Heliostats and samelight can be used extensively in space and on other planets as we colonize them. Indeed, samelight and the uses we discover for it here on earth may be the crucial boost to give us confidence to get off our asses and out into space. Some planets have no clouds and therefore abundant samelight. In space, samelight is as easy to have as sunlight.

Problems

The great problem I see with samelight is fire hazard. It will be tempting to make concentrating heliostats that throw a beam of concentrated, lethally hot sunlight, rather than reflecting one sun to fixed concentrating targets. Concentrating targets are inherently safe; no hot spot wanders about, but concentrating heliostats can easily wander and start fires. This hazard may be so great that even if a safe business is started using flat heliostats and concentrating targets the devices will soon be misused and the entire business brought into jeopardy and perhaps finally failure.

First Uses

Trivial uses may lead the way. The first heliostats may shine on north facing billboards.

Sameshine Engineering

Civil engineering is much simplified by having gravity always work in the same direction. How could we construct buildings and canals and bridges if gravity changed its direction during the day? Furniture toppling from one side of the room to another each day, objects sliding north and south with the seasons. Naval and aeronautical engineers must face the problems the civil engineer avoids, for boats and planes pitch and roll.

In solar engineering, no one has the luxury of the civil engineer. The sun never stands still; it moves all day and each day is different than the last. The solar engineer accepts these impossible circumstances because he knows nothing else. Once the widespread introduction of heliostats produces a new branch of engineering of sameshine and samelight, these new engineers will marvel at how their predecessors grappled with the constantly turning sun.

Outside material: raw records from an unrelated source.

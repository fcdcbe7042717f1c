//! Validation of repository and package configuration properties.

use crate::{
    constants::{PACKAGE_KEYS, PACKAGE_SPEC, PASSWORD, REPOSITORY_KEYS, REPO_URL, USERNAME},
    credentials::Credentials,
    repo_url::RepoUrl,
    types::{MaterialProperties, ValidationResult},
};

/// Builds the repository location described by `properties`. A missing or
/// null URL yields an empty one.
pub fn repo_url_from(properties: &MaterialProperties) -> RepoUrl {
    RepoUrl::new(
        properties.value(REPO_URL).unwrap_or_default(),
        Credentials::new(properties.value(USERNAME), properties.value(PASSWORD)),
    )
}

pub fn validate_repository_configuration(properties: &MaterialProperties) -> ValidationResult {
    let mut result = ValidationResult::new();
    check_keys(properties, &REPOSITORY_KEYS, &mut result);

    if !properties.contains_key(REPO_URL) {
        result.add(REPO_URL, "Repository url not specified");
        return result;
    }

    let repo_url = repo_url_from(properties);
    repo_url.validate(&mut result);
    repo_url.credentials().validate(&mut result);
    result
}

pub fn validate_package_configuration(properties: &MaterialProperties) -> ValidationResult {
    let mut result = ValidationResult::new();
    check_keys(properties, &PACKAGE_KEYS, &mut result);

    if !properties.contains_key(PACKAGE_SPEC) {
        result.add(PACKAGE_SPEC, "Package spec not specified");
        return result;
    }

    match properties.value(PACKAGE_SPEC) {
        None => result.add(PACKAGE_SPEC, "Package spec is null"),
        Some(spec) if spec.trim().is_empty() => result.add(PACKAGE_SPEC, "Package spec is empty"),
        Some(_) => {}
    }
    result
}

fn check_keys(properties: &MaterialProperties, allowed: &[&str], result: &mut ValidationResult) {
    let unsupported: Vec<&str> = properties
        .keys()
        .filter(|key| !allowed.contains(key))
        .collect();

    if !unsupported.is_empty() {
        result.add(
            "",
            format!(
                "Unsupported key(s) found : {}. Allowed key(s) are : {}",
                unsupported.join(", "),
                allowed.join(", ")
            ),
        );
    }
}
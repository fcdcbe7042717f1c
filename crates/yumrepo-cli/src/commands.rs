use chrono::{DateTime, Utc};
use nu_ansi_term::Color::{Blue, Cyan, Green};
use tracing::{error, info};
use yumrepo_config::config::Config;
use yumrepo_core::{
    constants::LOCATION,
    poller::{PackageRepositoryPoller, RevisionResolver},
    types::{ConnectionCheckResult, MaterialProperties, PackageRevision, ValidationResult},
    YumResult,
};

use crate::utils::{json_string, Colored};

pub fn report_validation(result: &ValidationResult) -> bool {
    if result.is_success() {
        info!(success = true, "{}", Colored(Green, "Configuration is valid"));
        return true;
    }

    for err in result.errors() {
        if err.key.is_empty() {
            error!(key = err.key, "{}", err.message);
        } else {
            error!(key = err.key, "{}: {}", Colored(Cyan, &err.key), err.message);
        }
    }
    false
}

fn report_check(result: &ConnectionCheckResult) -> bool {
    for message in &result.messages {
        if result.success {
            info!(success = true, "{}", Colored(Green, message));
        } else {
            error!(success = false, "{}", message);
        }
    }
    result.success
}

fn report_revision(revision: &PackageRevision) {
    info!(
        revision = revision.revision,
        timestamp = %revision.timestamp.to_rfc3339(),
        user = revision.user,
        trackback_url = revision.trackback_url,
        data = json_string(&revision.data),
        "{} (built {}){}",
        Colored(Blue, &revision.revision),
        revision.timestamp.format("%Y-%m-%d %H:%M:%S UTC"),
        revision
            .data_for(LOCATION)
            .map(|location| format!("\n  {location}"))
            .unwrap_or_default()
    );
}

pub fn check_repo(poller: &PackageRepositoryPoller, repository: &MaterialProperties) -> bool {
    report_check(&poller.check_connection_to_repository(repository))
}

pub fn check_package(
    poller: &PackageRepositoryPoller,
    package: &MaterialProperties,
    repository: &MaterialProperties,
) -> bool {
    report_check(&poller.check_connection_to_package(package, repository))
}

pub fn latest(
    poller: &PackageRepositoryPoller,
    package: &MaterialProperties,
    repository: &MaterialProperties,
) -> YumResult<()> {
    let revision = poller.latest_revision(package, repository)?;
    report_revision(&revision);
    Ok(())
}

pub fn latest_since(
    poller: &PackageRepositoryPoller,
    package: &MaterialProperties,
    repository: &MaterialProperties,
    revision: String,
    timestamp: Option<DateTime<Utc>>,
) -> YumResult<()> {
    let previous = PackageRevision::new(revision, timestamp.unwrap_or(DateTime::<Utc>::UNIX_EPOCH));

    match poller.latest_revision_since(package, repository, &previous)? {
        Some(latest) => report_revision(&latest),
        None => {
            info!(
                revision = previous.revision,
                "No new revision since {}",
                Colored(Blue, &previous.revision)
            );
        }
    }
    Ok(())
}

pub fn show_config(config: &Config) -> YumResult<()> {
    let toml = config.to_toml()?;
    if toml.trim().is_empty() {
        info!("No configuration set, using defaults");
    } else {
        info!("{}", toml.trim_end());
    }
    Ok(())
}
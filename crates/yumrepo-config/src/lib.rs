pub mod config;
pub mod error;

#[cfg(test)]
pub(crate) mod test_utils;
use std::sync::Arc;

use clap::Parser;
use cli::{with_extra, Args, Commands};
use logging::setup_logging;
use tracing::debug;
use utils::COLOR;
use yumrepo_config::{config::Config, error::ConfigError};
use yumrepo_core::{
    cache::QueryCache,
    configuration::{validate_package_configuration, validate_repository_configuration},
    poller::PackageRepositoryPoller,
    YumResult,
};
use yumrepo_utils::path::resolve_path;

mod cli;
mod commands;
mod logging;
mod utils;

fn load_config(args: &Args) -> YumResult<Config> {
    let mut config = match &args.config {
        Some(path) => {
            let path = resolve_path(path).map_err(ConfigError::from)?;
            Config::load(&path)?
        }
        None => Config::new()?,
    };

    if let Some(proxy) = &args.proxy {
        config.proxy = Some(proxy.clone());
    }
    if let Some(user_agent) = &args.user_agent {
        config.user_agent = Some(user_agent.clone());
    }

    Ok(config)
}

/// Runs the selected command; `Ok(false)` means a validation or check failed.
fn handle_cli(args: Args) -> YumResult<bool> {
    if args.no_color {
        let mut color = COLOR.write()?;
        *color = false;
    }

    let config = load_config(&args)?;
    debug!("using query command '{}'", config.repoquery_command());

    if let Commands::Config = args.command {
        commands::show_config(&config)?;
        return Ok(true);
    }

    let cache = Arc::new(QueryCache::new());
    let poller = PackageRepositoryPoller::from_config(config, Arc::clone(&cache))?;

    let result = match args.command {
        Commands::ValidateRepo {
            repo,
            set,
        } => {
            let properties = with_extra(repo.properties(), set);
            Ok(commands::report_validation(
                &validate_repository_configuration(&properties),
            ))
        }
        Commands::ValidatePackage {
            package,
            set,
        } => {
            let properties = with_extra(package.properties(), set);
            Ok(commands::report_validation(
                &validate_package_configuration(&properties),
            ))
        }
        Commands::CheckRepo {
            repo,
        } => Ok(commands::check_repo(&poller, &repo.properties())),
        Commands::CheckPackage {
            repo,
            package,
        } => {
            Ok(commands::check_package(
                &poller,
                &package.properties(),
                &repo.properties(),
            ))
        }
        Commands::Latest {
            repo,
            package,
        } => {
            commands::latest(&poller, &package.properties(), &repo.properties()).map(|()| true)
        }
        Commands::LatestSince {
            repo,
            package,
            revision,
            timestamp,
        } => {
            commands::latest_since(
                &poller,
                &package.properties(),
                &repo.properties(),
                revision,
                timestamp,
            )
            .map(|()| true)
        }
        Commands::Config => Ok(true),
    };

    cache.clear()?;
    result
}

fn main() {
    miette::set_hook(Box::new(|_| {
        Box::new(
            miette::MietteHandlerOpts::new()
                .terminal_links(true)
                .unicode(true)
                .context_lines(2)
                .build(),
        )
    }))
    .ok();

    let args = Args::parse();
    setup_logging(&args);

    match handle_cli(args) {
        Ok(true) => {}
        Ok(false) => std::process::exit(1),
        Err(err) => {
            eprintln!("{:?}", miette::Report::new(err));
            std::process::exit(1);
        }
    }
}
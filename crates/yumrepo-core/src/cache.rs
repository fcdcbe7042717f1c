//! Per-session memoization of query results.
//!
//! Concurrent lookups of the same key run the query once: the first caller
//! initializes the key's cell while later callers wait on it and reuse the
//! stored result.

use std::{
    collections::HashMap,
    sync::{Arc, Mutex},
};

use chrono::{DateTime, Utc};
use once_cell::sync::OnceCell;
use tracing::debug;

use crate::{
    credentials::Credentials, error::YumError, repo_url::RepoUrl, types::PackageRevision,
    YumResult,
};

/// Identifies one query: repository, credential presence and package spec.
/// The spec is kept verbatim since it is passed to the query tool as is.
#[derive(Debug, Clone, PartialEq, Eq, Hash)]
pub struct CacheKey {
    repository: String,
    username: Option<String>,
    has_password: bool,
    spec: String,
}

impl CacheKey {
    pub fn new(repo_url: &RepoUrl, spec: &str) -> Self {
        let credentials: &Credentials = repo_url.credentials();
        Self {
            repository: repo_url.normalized().to_string(),
            username: credentials.username().map(String::from),
            has_password: credentials.password().is_some(),
            spec: spec.to_string(),
        }
    }
}

#[derive(Debug, Clone, PartialEq, Eq)]
pub struct CachedQuery {
    pub revisions: Vec<PackageRevision>,
    pub retrieved_at: DateTime<Utc>,
}

type Slot = Arc<OnceCell<CachedQuery>>;

#[derive(Debug, Default)]
pub struct QueryCache {
    entries: Mutex<HashMap<CacheKey, Slot>>,
}

impl QueryCache {
    pub fn new() -> Self {
        Self::default()
    }

    /// Returns the cached result for `key`, running `query` to fill it first
    /// if needed. Failed queries are not cached.
    pub fn get_or_query<F>(&self, key: &CacheKey, query: F) -> YumResult<CachedQuery>
    where
        F: FnOnce() -> YumResult<Vec<PackageRevision>>,
    {
        let slot = {
            let mut entries = self.entries.lock()?;
            Arc::clone(entries.entry(key.clone()).or_default())
        };

        if let Some(hit) = slot.get() {
            debug!("query cache hit for {:?}", key);
            return Ok(hit.clone());
        }

        let cached = slot.get_or_try_init(|| {
            debug!("query cache miss for {:?}", key);
            Ok::<_, YumError>(CachedQuery {
                revisions: query()?,
                retrieved_at: Utc::now(),
            })
        })?;
        Ok(cached.clone())
    }

    /// Drops every cached result. Queries already running complete but their
    /// results are not visible to later lookups.
    pub fn clear(&self) -> YumResult<()> {
        let mut entries = self.entries.lock()?;
        debug!("clearing {} cached query result(s)", entries.len());
        entries.clear();
        Ok(())
    }

    pub fn len(&self) -> YumResult<usize> {
        Ok(self.entries.lock()?.len())
    }

    pub fn is_empty(&self) -> YumResult<bool> {
        Ok(self.len()? == 0)
    }
}

#[cfg(test)]
mod tests {
    use std::{
        sync::atomic::{AtomicUsize, Ordering},
        thread,
        time::Duration,
    };

    use chrono::TimeZone;

    use super::*;

    fn key(url: &str, spec: &str) -> CacheKey {
        CacheKey::new(&RepoUrl::new(url, Credentials::default()), spec)
    }

    fn revision(name: &str) -> PackageRevision {
        PackageRevision::new(name, Utc.timestamp_opt(1365054258, 0).unwrap())
    }

    #[test]
    fn test_key_normalizes_url_only() {
        assert_eq!(
            key("http://localhost/repo/", "go-agent"),
            key("http://localhost/repo", "go-agent")
        );
        assert_ne!(
            key("http://localhost/repo", "go-agent"),
            key("http://localhost/repo", " go-agent")
        );
        assert_ne!(
            key("http://localhost/repo", "go-agent"),
            key("http://localhost/repo", "php")
        );

        let with_credentials = CacheKey::new(
            &RepoUrl::new(
                "http://localhost/repo",
                Credentials::new(Some("user"), Some("pwd")),
            ),
            "go-agent",
        );
        assert_ne!(with_credentials, key("http://localhost/repo", "go-agent"));
    }

    #[test]
    fn test_second_lookup_is_a_hit() {
        let cache = QueryCache::new();
        let key = key("http://localhost/repo", "go-agent");
        let calls = AtomicUsize::new(0);

        for _ in 0..3 {
            let cached = cache
                .get_or_query(&key, || {
                    calls.fetch_add(1, Ordering::SeqCst);
                    Ok(vec![revision("go-agent-13.1.1-16714.noarch")])
                })
                .unwrap();
            assert_eq!(cached.revisions.len(), 1);
        }

        assert_eq!(calls.load(Ordering::SeqCst), 1);
        assert_eq!(cache.len().unwrap(), 1);
    }

    #[test]
    fn test_errors_are_not_cached() {
        let cache = QueryCache::new();
        let key = key("http://localhost/repo", "go-agent");

        let err = cache
            .get_or_query(&key, || Err(YumError::QueryExecution("boom".into())))
            .unwrap_err();
        assert_eq!(err.to_string(), "boom");

        let cached = cache
            .get_or_query(&key, || Ok(vec![revision("go-agent-13.1.1-16714.noarch")]))
            .unwrap();
        assert_eq!(cached.revisions[0].revision, "go-agent-13.1.1-16714.noarch");
    }

    #[test]
    fn test_panicking_query_does_not_wedge_key() {
        let cache = Arc::new(QueryCache::new());
        let key = key("http://localhost/repo", "go-agent");

        let panicked = {
            let cache = Arc::clone(&cache);
            let key = key.clone();
            thread::spawn(move || {
                let _ = cache.get_or_query(&key, || panic!("query tool crashed"));
            })
            .join()
        };
        assert!(panicked.is_err());

        let cached = cache
            .get_or_query(&key, || Ok(vec![revision("go-agent-13.1.1-16714.noarch")]))
            .unwrap();
        assert_eq!(cached.revisions.len(), 1);
    }

    #[test]
    fn test_clear_forces_requery() {
        let cache = QueryCache::new();
        let key = key("http://localhost/repo", "go-agent");
        let calls = AtomicUsize::new(0);
        let query = || {
            calls.fetch_add(1, Ordering::SeqCst);
            Ok(vec![])
        };

        cache.get_or_query(&key, query).unwrap();
        cache.clear().unwrap();
        assert!(cache.is_empty().unwrap());
        cache.get_or_query(&key, query).unwrap();

        assert_eq!(calls.load(Ordering::SeqCst), 2);
    }

    #[test]
    fn test_concurrent_lookups_query_once() {
        let cache = Arc::new(QueryCache::new());
        let calls = Arc::new(AtomicUsize::new(0));

        let handles: Vec<_> = (0..8)
            .map(|_| {
                let cache = Arc::clone(&cache);
                let calls = Arc::clone(&calls);
                thread::spawn(move || {
                    let key = key("http://localhost/repo", "go-agent");
                    cache
                        .get_or_query(&key, || {
                            calls.fetch_add(1, Ordering::SeqCst);
                            thread::sleep(Duration::from_millis(50));
                            Ok(vec![revision("go-agent-13.1.1-16714.noarch")])
                        })
                        .unwrap()
                })
            })
            .collect();

        for handle in handles {
            let cached = handle.join().unwrap();
            assert_eq!(cached.revisions[0].revision, "go-agent-13.1.1-16714.noarch");
        }
        assert_eq!(calls.load(Ordering::SeqCst), 1);
    }
}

A race of sailors that never touched land would not even know to identify seasickness. Sameshine engineers will understand and forgive the previous problems of solar engineers--after all they had to deal with unceasing sun-sickness and did not even know it.

Examples of engineering sun-sickness

Some of the symptoms of engineering sun-sickness have been low temperatures, low efficiency, and high prices.